* **Problem**: What is wanted is an exact copy of all the entries.
___ Data records
// SPDX-License-Identifier: MIT
// Copyright (c) 2026 Conductor Contributors

//! The wire response surface: one variant per shape a [`super::Request`]
//! can resolve to, plus `Error` for any `EngineError`.

use cond_core::{
    Assignment, ChatJob, ChatMessage, ChatMessageId, ChatThread, Job, JobGroup, NamespaceId,
};
use cond_engine::assignments::{AssignmentWithGroups, RemoveAssignmentResult};
use cond_engine::groups::{CreateGroupResult, GroupWithJobs, JobWithAssignment};
use cond_engine::scheduler::{QueueStatus, ReadyJob};
use serde::{Deserialize, Serialize};

#[derive(Debug, Clone, Serialize, Deserialize)]
#[serde(tag = "type")]
pub enum Response {
    Pong,
    Ok,
    Error { message: String },

    NamespaceCreated { id: NamespaceId },
    Namespace { namespace: cond_core::Namespace },
    Namespaces { namespaces: Vec<cond_core::Namespace> },

    AssignmentCreated { id: cond_core::AssignmentId },
    Assignment { assignment: Assignment },
    Assignments { assignments: Vec<Assignment> },
    Groups { groups: Vec<JobGroup> },
    AssignmentWithGroups { assignment_with_groups: AssignmentWithGroups },
    AssignmentRemoved { result: RemoveAssignmentResult },

    GroupCreated { result: CreateGroupResult },
    Group { group: JobGroup },
    GroupWithJobs { group_with_jobs: GroupWithJobs },
    Jobs { jobs: Vec<Job> },
    Job { job: Job },
    JobWithAssignment { job_with_assignment: JobWithAssignment },

    ReadyJobs { ready_jobs: Vec<ReadyJob> },
    ChatJobs { chat_jobs: Vec<ChatJob> },
    QueueStatus { status: QueueStatus },
    QueueChanged { namespace_id: NamespaceId },

    ChatThreadCreated { id: cond_core::ChatThreadId },
    ChatThread { thread: ChatThread },
    ChatThreads { threads: Vec<ChatThread> },
    ChatThreadOption { thread: Option<ChatThread> },
    ChatMessageCreated { id: ChatMessageId },
    ChatMessages { messages: Vec<ChatMessage> },

    ChatJobCreated { id: cond_core::ChatJobId },
    ChatJob { chat_job: ChatJob },
    ChatJobOption { chat_job: Option<ChatJob> },
}

impl From<cond_engine::EngineError> for Response {
    fn from(err: cond_engine::EngineError) -> Self {
        Response::Error { message: err.to_string() }
    }
}

#[cfg(test)]
#[path = "response_tests.rs"]
mod tests;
______
* **Response to this exercise**:
// SPDX-License-Identifier: MIT
// Copyright (c) 2026 Conductor Contributors

//! The wire response surface: one variant per shape a [`super::Request`]
//! can resolve to, plus `Error` for any `EngineError`.

use cond_core::{
    Assignment, ChatJob, ChatMessage, ChatMessageId, ChatThread, Job, JobGroup, NamespaceId,
};
use cond_engine::assignments::{AssignmentWithGroups, RemoveAssignmentResult};
use cond_engine::groups::{CreateGroupResult, GroupWithJobs, JobWithAssignment};
use cond_engine::scheduler::{QueueStatus, ReadyJob};
use serde::{Deserialize, Serialize};

#[derive(Debug, Clone, Serialize, Deserialize)]
#[serde(tag = "type")]
pub enum Response {
    Pong,
    Ok,
    Error { message: String },

    NamespaceCreated { id: NamespaceId },
    Namespace { namespace: cond_core::Namespace },
    Namespaces { namespaces: Vec<cond_core::Namespace> },

    AssignmentCreated { id: cond_core::AssignmentId },
    Assignment { assignment: Assignment },
    Assignments { assignments: Vec<Assignment> },
    Groups { groups: Vec<JobGroup> },
    AssignmentWithGroups { assignment_with_groups: AssignmentWithGroups },
    AssignmentRemoved { result: RemoveAssignmentResult },

    GroupCreated { result: CreateGroupResult },
    Group { group: JobGroup },
    GroupWithJobs { group_with_jobs: GroupWithJobs },
    Jobs { jobs: Vec<Job> },
    Job { job: Job },
    JobWithAssignment { job_with_assignment: JobWithAssignment },

    ReadyJobs { ready_jobs: Vec<ReadyJob> },
    ChatJobs { chat_jobs: Vec<ChatJob> },
    QueueStatus { status: QueueStatus },
    QueueChanged { namespace_id: NamespaceId },

    ChatThreadCreated { id: cond_core::ChatThreadId },
    ChatThread { thread: ChatThread },
    ChatThreads { threads: Vec<ChatThread> },
    ChatThreadOption { thread: Option<ChatThread> },
    ChatMessageCreated { id: ChatMessageId },
    ChatMessages { messages: Vec<ChatMessage> },

    ChatJobCreated { id: cond_core::ChatJobId },
    ChatJob { chat_job: ChatJob },
    ChatJobOption { chat_job: Option<ChatJob> },
}

impl From<cond_engine::EngineError> for Response {
    fn from(err: cond_engine::EngineError) -> Self {
        Response::Error { message: err.to_string() }
    }
}

#[cfg(test)]
#[path = "response_tests.rs"]
mod tests;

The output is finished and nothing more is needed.